La guerra russa in Ucraina ha messo l'integrazione dei Balcani occidentali nell'UE al capo dell'agenda del blocco di 27 nazioni. L'UE sta cercando di far rivivere l'intero processo di allargamento, che si è bloccato dal 2013, quando la Croazia è diventata l'ultimo paese ad aderire.
L'UE ha chiesto ai Balcani occidentali di riformare le loro economie e le loro istituzioni politiche prima dell'adesione.
Von der Leeyen ha citato un nuovo piano di crescita per i paesi dei Balcani occidentali: apertura di nuove rotte commerciali in settori specifici del mercato comune dell'UE per i paesi balcanici, come la libera circolazione dei beni e dei servizi, il trasporto su strada, l'energia, l'elettricità e il mercato digitale comune. Tutti e sei i paesi devono attuare riforme rapide, che a loro volta saranno accompagnate da investimenti.
L'UE ha già mobilitato 16 miliardi di euro per investimenti nella regione da 30 miliardi di euro promesso tre anni fa.
“Abbiamo veramente bisogno di cogliere il potenziale che è qui nei Balcani occidentali e portarlo al mercato unico europeo, \x1>, ha detto.
I sei paesi devono muoversi con profonde riforme per migliorare il clima aziendale, rendere l'ambiente normativo più attraente e creare l'accesso ai mercati degli altri, ha aggiunto.
“Se ci sono confetture, bloccati ̧x1>, ha detto von der Leen.
Un'amara disputa tra il Kosovo e la Serbia rimane una grande preoccupazione per l'UE.
Il dialogo tra l'UE e la polizia kosovara che ha lasciato un agente di polizia kosovaro e tre uomini armati serbi morti, sollevando così tensioni nella regione.
Scholtz ha chiesto alla Serbia e al Kosovo di tornare al tavolo delle trattative, sottolineando l’urgenza “necessario per lavorare insieme e superare l’antagonismo
“E 'tempo di superare i conflitti che sono stati in corso per molto tempo e che tengono solo due posti dietro l'hyp1>, ha detto.
I funzionari dell'UE hanno esortato i paesi balcanici a superare i conflitti regionali e a stare insieme mentre la Russia sta scatenando la guerra in Ucraina.
Gli eventuali progressi compiuti sul mercato regionale comune saranno significativamente avvicinati agli standard dell'UE, ha detto Scholtz.

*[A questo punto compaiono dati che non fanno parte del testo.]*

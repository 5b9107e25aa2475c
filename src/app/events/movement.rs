use raylib::prelude::*;
use warren_render_raylib::conv::vec3_from_rl;

use super::App;
use crate::event::Event;

impl App {
    pub(super) fn handle_movement_requested(&mut self, rl: &mut RaylibHandle, dt_ms: u32, yaw: f32) {
        let dt_sec = dt_ms as f32 / 1000.0;
        self.gs
            .walker
            .update(rl, dt_sec, yaw, &self.probe, &self.gs.streamer);
        // Camera rides the walker whether or not the move committed
        self.cam.position = self.gs.walker.eye_position();
        self.emit_view_center_if_changed();
    }

    fn emit_view_center_if_changed(&mut self) {
        let center = self.gs.streamer.chunk_at(vec3_from_rl(self.gs.walker.pos));
        if center != self.gs.center_chunk {
            self.queue.emit_now(Event::ViewCenterChanged {
                ccx: center.cx,
                ccy: center.cy,
                ccz: center.cz,
            });
        }
    }
}
mod logging;
mod movement;
mod streaming;
mod toggles;

use raylib::prelude::*;
use warren_chunk::ChunkCoord;

use super::App;
use crate::event::{Event, EventEnvelope};

impl App {
    pub(super) fn handle_event(&mut self, rl: &mut RaylibHandle, env: EventEnvelope) {
        // Log a concise line for the processed event
        Self::log_event(self.gs.tick, &env.kind);
        match env.kind {
            Event::Tick => {}
            Event::MovementRequested { dt_ms, yaw } => {
                self.handle_movement_requested(rl, dt_ms, yaw);
            }
            Event::ViewCenterChanged { ccx, ccy, ccz } => {
                self.handle_view_center_changed(ccx, ccy, ccz);
            }
            Event::ChunkActivated { cx, cy, cz } => {
                self.handle_chunk_activated(ChunkCoord::new(cx, cy, cz));
            }
            Event::ChunkDeactivated { cx, cy, cz } => {
                self.handle_chunk_deactivated(ChunkCoord::new(cx, cy, cz));
            }
            Event::GridToggled => {
                self.handle_grid_toggle();
            }
            Event::ChunkBoundsToggled => {
                self.handle_chunk_bounds_toggle();
            }
            Event::DebugOverlayToggled => {
                self.handle_debug_overlay_toggle();
            }
        }
    }
}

Von der Leyen ha considerato il nuovo piano di crescita “un incentivo molto forte... per aprire le porte economicamente, ma anche per cercare l'apertura dei confini tra i paesi balcanici occidentali e per fare riforme necessarie. E con questo viene finanziamento di investimenti
Lavorando insieme da soli, porteremo i Balcani Occidentali dove appartenete al cuore dell'Unione europea
Michel ha esortato i paesi dei Balcani occidentali a rispettare i vostri impegni, a partire dalle riforme necessarie, e nell'UE, dobbiamo prepararci ad accogliere nuovi membri
Ripeto, per fare questo, penso che dovremmo essere pronti da entrambi i lati entro il 2030 per espandere l'impulso, ha detto, aggiungendo, “Si tratta di un incoraggiamento, un sostegno per raddoppiare i nostri sforzi di”.
Il primo ministro albanese Edi Rama ha salutato il nuovo piano come molto promettente dopo aver sostenuto il “ide di un rapporto più funzionante come partner che condividono una casa con una migliore comprensione, meglio condividere l'onere
Il vertice, che si tiene per la prima volta in un paese non UE, si tiene in un punto di riferimento faraonico noto come la Piramide. È stato costruito nel 1988 come museo postumo per l'uomo duro dell'Albania, Enver Hoxha.